A similar local incident is the altercation between Superior Police Officer, George Gothner, and Natasha Lancour. The incident happened on January 5 and it took nearly a week before the media got ahold of it. Outside of Keyport Lounge Gothner grabbed Lancour and threw her against his squad car. Lancour reaches out in a defensive manner against Gothner and pushes his face away. The action was met with a barrage of closed fist punches to her face and head which she required hospitalization for. While Gothner was placed under investigation, Lancour faced assault charges which were eventually dropped to disorderly conduct. The question remains if the charges would have been lessened if local media had not got ahold of the story.   
 
Protests Everywhere and No One Cares

While Miley Cyrus shakes her ass, Justin Bieber acts like a little douche bag and people obsess over the NFL draft, media blackouts overlook protests both in the United States and worldwide. While paying attention to unrest in a land far away might be less fun than watching a celebrity’s career come crashing down around them, it’s important to know that not only are these things happening in the world, they are purposefully being covered up.
In Venezuela protests have been going on for four months. The protests are largely being organized by students against crime and inflation which they blame on capitalism. The protests have been met with widespread arrests and human rights abuses which seem to just intensify matters even more and it has been called one of the largest anti-government protests the country has ever faced.
Venezuelan government has all but shut down media coverage of the protests and has gone as far as disabling people’s ability to access social media.

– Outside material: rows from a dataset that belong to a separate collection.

use std::path::PathBuf;
use std::time::Duration;

use serde::Deserialize;

/// Application configuration
#[derive(Debug, Clone, Default, Deserialize)]
#[serde(default)]
pub struct AppConfig {
    pub server: ServerConfig,
    pub logging: LoggingConfig,
    pub models: ModelsConfig,
    pub video: VideoConfig,
    pub cors: CorsConfig,
    pub metrics: MetricsConfig,
}

#[derive(Debug, Clone, Deserialize)]
#[serde(default)]
pub struct ServerConfig {
    pub host: String,
    pub port: u16,
}

#[derive(Debug, Clone, Deserialize)]
#[serde(default)]
pub struct LoggingConfig {
    pub level: String,
    pub format: LogFormat,
}

#[derive(Debug, Clone, Copy, Deserialize, Default, PartialEq, Eq)]
#[serde(rename_all = "lowercase")]
pub enum LogFormat {
    #[default]
    Pretty,
    Json,
}

/// Where the pretrained artifacts live
#[derive(Debug, Clone, Deserialize)]
#[serde(default)]
pub struct ModelsConfig {
    pub dir: PathBuf,
    pub vectorizer_file: String,
    pub classifier_file: String,
    pub label_decoder_file: String,
}

/// Video metadata extraction
#[derive(Debug, Clone, Deserialize)]
#[serde(default)]
pub struct VideoConfig {
    /// yt-dlp executable, resolved through PATH when not absolute
    pub extractor_path: String,
    pub timeout_secs: u64,
    /// Upper bound accepted for `max_comments`
    pub max_comments_limit: usize,
    /// Per-comment results echoed back in `sample_results`
    pub sample_size: usize,
}

#[derive(Debug, Clone, Deserialize)]
#[serde(default)]
pub struct CorsConfig {
    pub allowed_origins: Vec<String>,
}

#[derive(Debug, Clone, Deserialize)]
#[serde(default)]
pub struct MetricsConfig {
    pub enabled: bool,
    pub path: String,
}

impl Default for ServerConfig {
    fn default() -> Self {
        Self {
            host: "0.0.0.0".to_string(),
            port: 8000,
        }
    }
}

impl Default for LoggingConfig {
    fn default() -> Self {
        Self {
            level: "info".to_string(),
            format: LogFormat::default(),
        }
    }
}

impl Default for ModelsConfig {
    fn default() -> Self {
        Self {
            dir: PathBuf::from("models"),
            vectorizer_file: "tfidf_vectorizer.json".to_string(),
            classifier_file: "classifier.json".to_string(),
            label_decoder_file: "label_encoder.json".to_string(),
        }
    }
}

impl ModelsConfig {
    pub fn with_dir(mut self, dir: impl Into<PathBuf>) -> Self {
        self.dir = dir.into();
        self
    }

    pub fn vectorizer_path(&self) -> PathBuf {
        self.dir.join(&self.vectorizer_file)
    }

    pub fn classifier_path(&self) -> PathBuf {
        self.dir.join(&self.classifier_file)
    }

    pub fn label_decoder_path(&self) -> PathBuf {
        self.dir.join(&self.label_decoder_file)
    }
}

impl Default for VideoConfig {
    fn default() -> Self {
        Self {
            extractor_path: "yt-dlp".to_string(),
            timeout_secs: 60,
            max_comments_limit: 1000,
            sample_size: 20,
        }
    }
}

impl VideoConfig {
    pub fn timeout(&self) -> Duration {
        Duration::from_secs(self.timeout_secs)
    }
}

impl Default for CorsConfig {
    fn default() -> Self {
        Self {
            allowed_origins: vec![
                "http://localhost:3000".to_string(),
                "http://127.0.0.1:3000".to_string(),
            ],
        }
    }
}

impl Default for MetricsConfig {
    fn default() -> Self {
        Self {
            enabled: true,
            path: "/metrics".to_string(),
        }
    }
}

impl AppConfig {
    pub fn load() -> Result<Self, config::ConfigError> {
        let config = config::Config::builder()
            .add_source(config::File::with_name("config/default").required(false))
            .add_source(config::File::with_name("config/local").required(false))
            .add_source(
                config::Environment::with_prefix("APP")
                    .separator("__")
                    .list_separator(",")
                    .with_list_parse_key("cors.allowed_origins")
                    .try_parsing(true),
            )
            .build()?;

        config.try_deserialize()
    }
}
//! CLI module for the Video Sentiment API
//!
//! Provides subcommands:
//! - `serve`: HTTP API server
//! - `classify`: one-shot batch classification from a file or stdin

pub mod classify;
pub mod serve;

use clap::{Parser, Subcommand};

/// Video Sentiment API - comment sentiment over pretrained models
#[derive(Parser)]
#[command(name = "video-sentiment-api")]
#[command(version, about, long_about = None)]
pub struct Cli {
    #[command(subcommand)]
    pub command: Command,
}

#[derive(Subcommand)]
pub enum Command {
    /// Run the HTTP API server
    Serve,

    /// Classify one comment per line and print the batch result as JSON
    Classify(classify::ClassifyArgs),
}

Journalists can be jailed under a variety of laws that prohibits coverage that goes against the government. Since the protests are against the government, covering them is also against it.
What is interesting is when there are underreported protests about media distortion such as in Italy. Recently hundreds of Italians protested in Rome concerning misinformation about the crisis in the Ukraine. Actual coverage of protests and conflict in the Ukraine is largely from social media.